**Brief:**
Take from the records below each line that holds "means".
····················
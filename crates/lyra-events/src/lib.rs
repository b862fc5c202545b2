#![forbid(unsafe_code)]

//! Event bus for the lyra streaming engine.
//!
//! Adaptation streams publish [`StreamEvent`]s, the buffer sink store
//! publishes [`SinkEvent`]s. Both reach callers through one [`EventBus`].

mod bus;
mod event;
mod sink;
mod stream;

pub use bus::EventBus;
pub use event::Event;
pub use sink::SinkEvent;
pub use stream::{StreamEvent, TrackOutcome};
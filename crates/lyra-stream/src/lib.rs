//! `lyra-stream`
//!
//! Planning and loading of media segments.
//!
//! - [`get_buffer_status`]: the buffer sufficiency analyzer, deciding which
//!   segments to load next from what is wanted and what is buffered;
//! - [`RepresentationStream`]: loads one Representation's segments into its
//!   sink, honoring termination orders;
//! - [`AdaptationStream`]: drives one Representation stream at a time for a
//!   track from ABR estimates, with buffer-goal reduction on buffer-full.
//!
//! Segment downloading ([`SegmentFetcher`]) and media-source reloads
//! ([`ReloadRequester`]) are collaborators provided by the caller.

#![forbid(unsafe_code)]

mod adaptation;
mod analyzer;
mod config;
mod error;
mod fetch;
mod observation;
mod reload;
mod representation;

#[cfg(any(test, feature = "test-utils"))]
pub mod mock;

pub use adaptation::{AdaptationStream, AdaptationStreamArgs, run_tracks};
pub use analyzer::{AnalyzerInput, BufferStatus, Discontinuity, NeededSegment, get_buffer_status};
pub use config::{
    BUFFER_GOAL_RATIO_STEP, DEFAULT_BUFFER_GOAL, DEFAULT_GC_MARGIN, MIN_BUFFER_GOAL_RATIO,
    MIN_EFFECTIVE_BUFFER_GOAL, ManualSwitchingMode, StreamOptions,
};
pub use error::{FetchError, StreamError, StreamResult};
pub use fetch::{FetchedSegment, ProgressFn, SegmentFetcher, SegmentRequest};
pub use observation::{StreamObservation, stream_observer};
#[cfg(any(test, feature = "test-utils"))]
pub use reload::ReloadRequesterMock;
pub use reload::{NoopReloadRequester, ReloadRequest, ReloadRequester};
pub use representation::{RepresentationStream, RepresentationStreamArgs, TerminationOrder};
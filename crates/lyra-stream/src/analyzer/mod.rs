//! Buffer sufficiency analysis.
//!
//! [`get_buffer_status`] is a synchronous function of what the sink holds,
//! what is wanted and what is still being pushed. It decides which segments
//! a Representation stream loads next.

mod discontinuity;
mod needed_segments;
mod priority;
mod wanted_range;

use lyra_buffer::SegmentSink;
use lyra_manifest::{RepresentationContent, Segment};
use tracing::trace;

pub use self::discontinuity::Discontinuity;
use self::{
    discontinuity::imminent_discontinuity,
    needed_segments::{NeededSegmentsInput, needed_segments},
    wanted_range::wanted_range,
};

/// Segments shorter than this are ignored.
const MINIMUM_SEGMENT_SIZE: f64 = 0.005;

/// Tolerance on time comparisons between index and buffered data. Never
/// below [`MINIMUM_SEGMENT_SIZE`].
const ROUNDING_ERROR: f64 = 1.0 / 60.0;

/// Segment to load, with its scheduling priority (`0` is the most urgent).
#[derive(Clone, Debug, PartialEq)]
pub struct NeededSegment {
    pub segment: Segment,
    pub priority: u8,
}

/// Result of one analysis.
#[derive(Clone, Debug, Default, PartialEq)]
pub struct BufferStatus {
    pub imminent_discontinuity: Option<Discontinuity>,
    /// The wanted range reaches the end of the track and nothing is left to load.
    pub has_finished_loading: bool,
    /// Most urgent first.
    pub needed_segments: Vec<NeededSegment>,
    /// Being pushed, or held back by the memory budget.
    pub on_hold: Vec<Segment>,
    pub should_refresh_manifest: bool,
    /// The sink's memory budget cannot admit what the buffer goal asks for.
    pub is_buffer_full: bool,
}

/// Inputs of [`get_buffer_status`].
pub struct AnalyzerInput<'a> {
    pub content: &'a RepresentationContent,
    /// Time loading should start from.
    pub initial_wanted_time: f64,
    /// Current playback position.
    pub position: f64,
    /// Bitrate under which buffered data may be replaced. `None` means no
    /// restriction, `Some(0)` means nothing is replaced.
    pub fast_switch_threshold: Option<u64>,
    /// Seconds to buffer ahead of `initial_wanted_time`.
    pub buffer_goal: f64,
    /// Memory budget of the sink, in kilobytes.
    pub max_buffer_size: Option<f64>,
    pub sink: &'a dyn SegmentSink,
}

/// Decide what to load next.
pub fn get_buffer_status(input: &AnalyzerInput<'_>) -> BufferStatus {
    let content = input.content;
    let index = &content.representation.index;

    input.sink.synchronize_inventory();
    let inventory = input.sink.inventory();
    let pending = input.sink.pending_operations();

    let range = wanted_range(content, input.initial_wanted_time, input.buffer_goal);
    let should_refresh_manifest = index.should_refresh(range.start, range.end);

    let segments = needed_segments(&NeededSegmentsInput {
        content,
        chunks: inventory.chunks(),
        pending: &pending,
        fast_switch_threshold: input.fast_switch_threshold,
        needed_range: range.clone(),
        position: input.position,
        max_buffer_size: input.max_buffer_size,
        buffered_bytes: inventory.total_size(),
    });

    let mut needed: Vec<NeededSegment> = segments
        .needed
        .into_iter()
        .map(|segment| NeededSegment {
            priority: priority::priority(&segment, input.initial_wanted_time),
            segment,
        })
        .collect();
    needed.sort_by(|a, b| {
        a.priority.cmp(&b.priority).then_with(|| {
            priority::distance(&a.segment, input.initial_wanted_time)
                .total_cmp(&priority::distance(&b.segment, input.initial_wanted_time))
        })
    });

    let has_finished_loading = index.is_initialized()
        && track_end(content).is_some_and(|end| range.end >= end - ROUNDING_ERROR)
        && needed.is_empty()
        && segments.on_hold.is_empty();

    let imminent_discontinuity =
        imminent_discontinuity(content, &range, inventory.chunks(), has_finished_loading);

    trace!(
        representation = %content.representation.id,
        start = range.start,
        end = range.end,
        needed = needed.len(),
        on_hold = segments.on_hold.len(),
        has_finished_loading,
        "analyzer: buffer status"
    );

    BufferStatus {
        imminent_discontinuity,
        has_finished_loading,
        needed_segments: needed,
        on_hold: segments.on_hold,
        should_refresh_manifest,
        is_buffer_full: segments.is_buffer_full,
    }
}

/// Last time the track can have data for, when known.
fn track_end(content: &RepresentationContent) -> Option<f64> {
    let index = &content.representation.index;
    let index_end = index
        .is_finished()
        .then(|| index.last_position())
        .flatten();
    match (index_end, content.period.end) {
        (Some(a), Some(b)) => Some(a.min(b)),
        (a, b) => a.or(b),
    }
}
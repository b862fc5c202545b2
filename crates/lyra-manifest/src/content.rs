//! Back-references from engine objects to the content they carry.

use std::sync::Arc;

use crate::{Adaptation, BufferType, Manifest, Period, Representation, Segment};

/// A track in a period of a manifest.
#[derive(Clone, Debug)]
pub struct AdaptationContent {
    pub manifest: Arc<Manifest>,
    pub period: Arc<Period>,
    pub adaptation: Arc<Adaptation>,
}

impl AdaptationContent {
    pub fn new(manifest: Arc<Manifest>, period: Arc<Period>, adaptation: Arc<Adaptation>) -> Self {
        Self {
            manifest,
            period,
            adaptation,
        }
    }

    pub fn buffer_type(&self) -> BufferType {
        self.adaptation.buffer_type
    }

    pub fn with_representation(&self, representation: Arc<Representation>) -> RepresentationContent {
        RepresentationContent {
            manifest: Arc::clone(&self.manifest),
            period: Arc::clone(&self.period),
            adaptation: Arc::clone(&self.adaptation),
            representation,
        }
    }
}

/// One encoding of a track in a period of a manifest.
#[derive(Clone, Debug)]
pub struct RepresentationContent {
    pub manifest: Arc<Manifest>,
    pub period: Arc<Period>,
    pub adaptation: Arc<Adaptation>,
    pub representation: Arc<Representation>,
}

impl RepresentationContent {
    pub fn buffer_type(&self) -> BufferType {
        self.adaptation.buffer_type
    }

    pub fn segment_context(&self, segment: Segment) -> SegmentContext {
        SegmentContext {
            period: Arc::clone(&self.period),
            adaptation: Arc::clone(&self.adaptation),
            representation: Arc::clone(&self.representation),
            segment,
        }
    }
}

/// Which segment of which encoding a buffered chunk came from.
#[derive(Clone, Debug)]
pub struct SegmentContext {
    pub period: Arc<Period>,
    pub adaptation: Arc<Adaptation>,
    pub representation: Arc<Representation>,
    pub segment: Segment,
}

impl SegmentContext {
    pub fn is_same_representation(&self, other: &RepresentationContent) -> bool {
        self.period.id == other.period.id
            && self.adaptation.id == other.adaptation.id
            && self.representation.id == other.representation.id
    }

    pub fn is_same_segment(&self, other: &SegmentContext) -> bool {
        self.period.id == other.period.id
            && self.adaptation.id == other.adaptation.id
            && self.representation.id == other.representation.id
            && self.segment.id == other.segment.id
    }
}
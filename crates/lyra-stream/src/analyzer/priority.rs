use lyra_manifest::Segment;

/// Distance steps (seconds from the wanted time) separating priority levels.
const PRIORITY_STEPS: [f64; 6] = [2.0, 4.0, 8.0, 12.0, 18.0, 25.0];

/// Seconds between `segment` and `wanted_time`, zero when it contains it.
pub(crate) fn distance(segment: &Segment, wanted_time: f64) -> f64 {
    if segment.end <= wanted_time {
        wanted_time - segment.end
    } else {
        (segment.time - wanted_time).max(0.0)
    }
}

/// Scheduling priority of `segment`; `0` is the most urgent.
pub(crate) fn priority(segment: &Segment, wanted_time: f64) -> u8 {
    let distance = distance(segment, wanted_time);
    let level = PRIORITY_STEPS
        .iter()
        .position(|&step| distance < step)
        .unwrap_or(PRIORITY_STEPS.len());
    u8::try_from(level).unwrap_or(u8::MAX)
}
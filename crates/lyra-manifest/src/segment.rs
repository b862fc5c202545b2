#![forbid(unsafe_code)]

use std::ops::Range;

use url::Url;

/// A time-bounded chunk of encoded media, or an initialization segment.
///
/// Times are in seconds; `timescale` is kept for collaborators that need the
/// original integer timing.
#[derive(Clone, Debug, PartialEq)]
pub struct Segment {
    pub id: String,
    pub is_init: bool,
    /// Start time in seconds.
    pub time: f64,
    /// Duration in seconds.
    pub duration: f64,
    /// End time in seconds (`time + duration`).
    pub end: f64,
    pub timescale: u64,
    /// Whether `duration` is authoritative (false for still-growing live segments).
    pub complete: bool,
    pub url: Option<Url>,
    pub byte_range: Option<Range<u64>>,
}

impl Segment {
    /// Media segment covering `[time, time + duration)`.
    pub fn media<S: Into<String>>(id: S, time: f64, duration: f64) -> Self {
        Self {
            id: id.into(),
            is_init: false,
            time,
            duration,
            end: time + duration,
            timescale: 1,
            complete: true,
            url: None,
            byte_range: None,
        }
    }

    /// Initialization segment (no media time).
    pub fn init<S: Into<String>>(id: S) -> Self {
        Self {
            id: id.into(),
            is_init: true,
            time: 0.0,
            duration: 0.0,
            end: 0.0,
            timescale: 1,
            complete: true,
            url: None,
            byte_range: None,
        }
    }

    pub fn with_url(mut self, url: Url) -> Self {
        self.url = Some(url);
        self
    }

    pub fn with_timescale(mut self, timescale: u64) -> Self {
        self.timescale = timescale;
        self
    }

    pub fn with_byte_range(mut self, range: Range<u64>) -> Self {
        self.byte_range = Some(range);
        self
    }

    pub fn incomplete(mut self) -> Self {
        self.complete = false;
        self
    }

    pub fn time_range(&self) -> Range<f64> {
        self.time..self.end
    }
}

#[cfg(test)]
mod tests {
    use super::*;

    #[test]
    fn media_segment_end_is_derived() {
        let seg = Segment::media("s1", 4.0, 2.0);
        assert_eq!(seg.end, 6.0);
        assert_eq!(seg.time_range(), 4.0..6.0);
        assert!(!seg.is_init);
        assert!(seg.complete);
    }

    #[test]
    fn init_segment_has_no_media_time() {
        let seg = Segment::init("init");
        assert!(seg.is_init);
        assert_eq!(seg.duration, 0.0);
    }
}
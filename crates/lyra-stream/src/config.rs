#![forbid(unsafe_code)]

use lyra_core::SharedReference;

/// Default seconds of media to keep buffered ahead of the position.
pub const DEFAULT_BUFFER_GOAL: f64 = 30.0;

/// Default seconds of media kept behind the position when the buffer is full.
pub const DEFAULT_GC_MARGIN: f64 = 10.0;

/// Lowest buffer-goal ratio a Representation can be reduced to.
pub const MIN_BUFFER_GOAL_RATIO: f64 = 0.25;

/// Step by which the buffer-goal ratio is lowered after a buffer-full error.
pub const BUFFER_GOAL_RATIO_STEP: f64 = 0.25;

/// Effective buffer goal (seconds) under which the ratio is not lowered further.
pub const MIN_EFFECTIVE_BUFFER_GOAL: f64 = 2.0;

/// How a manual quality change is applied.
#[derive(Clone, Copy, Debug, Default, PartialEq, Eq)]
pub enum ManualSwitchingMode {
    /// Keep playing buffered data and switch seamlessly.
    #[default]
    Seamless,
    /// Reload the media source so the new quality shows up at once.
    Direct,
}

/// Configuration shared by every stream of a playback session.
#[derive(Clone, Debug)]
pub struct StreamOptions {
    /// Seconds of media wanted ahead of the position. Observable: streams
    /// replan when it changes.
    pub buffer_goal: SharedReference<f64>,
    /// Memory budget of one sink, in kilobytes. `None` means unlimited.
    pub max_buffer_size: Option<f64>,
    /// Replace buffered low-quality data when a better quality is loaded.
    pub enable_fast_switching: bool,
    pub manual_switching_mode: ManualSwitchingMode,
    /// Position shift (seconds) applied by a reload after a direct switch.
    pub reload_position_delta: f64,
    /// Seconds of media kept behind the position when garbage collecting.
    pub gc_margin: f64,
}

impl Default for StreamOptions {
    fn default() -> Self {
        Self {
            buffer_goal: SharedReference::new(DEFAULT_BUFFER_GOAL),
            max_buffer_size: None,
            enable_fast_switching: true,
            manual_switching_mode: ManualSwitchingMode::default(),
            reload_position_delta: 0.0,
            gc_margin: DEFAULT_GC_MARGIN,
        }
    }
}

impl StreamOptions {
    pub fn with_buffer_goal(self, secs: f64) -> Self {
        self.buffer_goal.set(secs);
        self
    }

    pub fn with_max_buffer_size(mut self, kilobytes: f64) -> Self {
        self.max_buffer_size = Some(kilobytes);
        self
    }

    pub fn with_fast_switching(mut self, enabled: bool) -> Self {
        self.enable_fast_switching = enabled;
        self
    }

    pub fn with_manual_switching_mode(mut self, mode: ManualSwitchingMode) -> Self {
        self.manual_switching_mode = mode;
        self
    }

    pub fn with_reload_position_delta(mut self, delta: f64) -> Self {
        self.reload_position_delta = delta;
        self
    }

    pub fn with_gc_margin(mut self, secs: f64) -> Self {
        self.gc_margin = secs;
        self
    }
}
····················
**Response area:**
    /// Bitrate under which buffered data may be replaced. `None` means no
    /// restriction, `Some(0)` means nothing is replaced.
    /// Memory budget of one sink, in kilobytes. `None` means unlimited.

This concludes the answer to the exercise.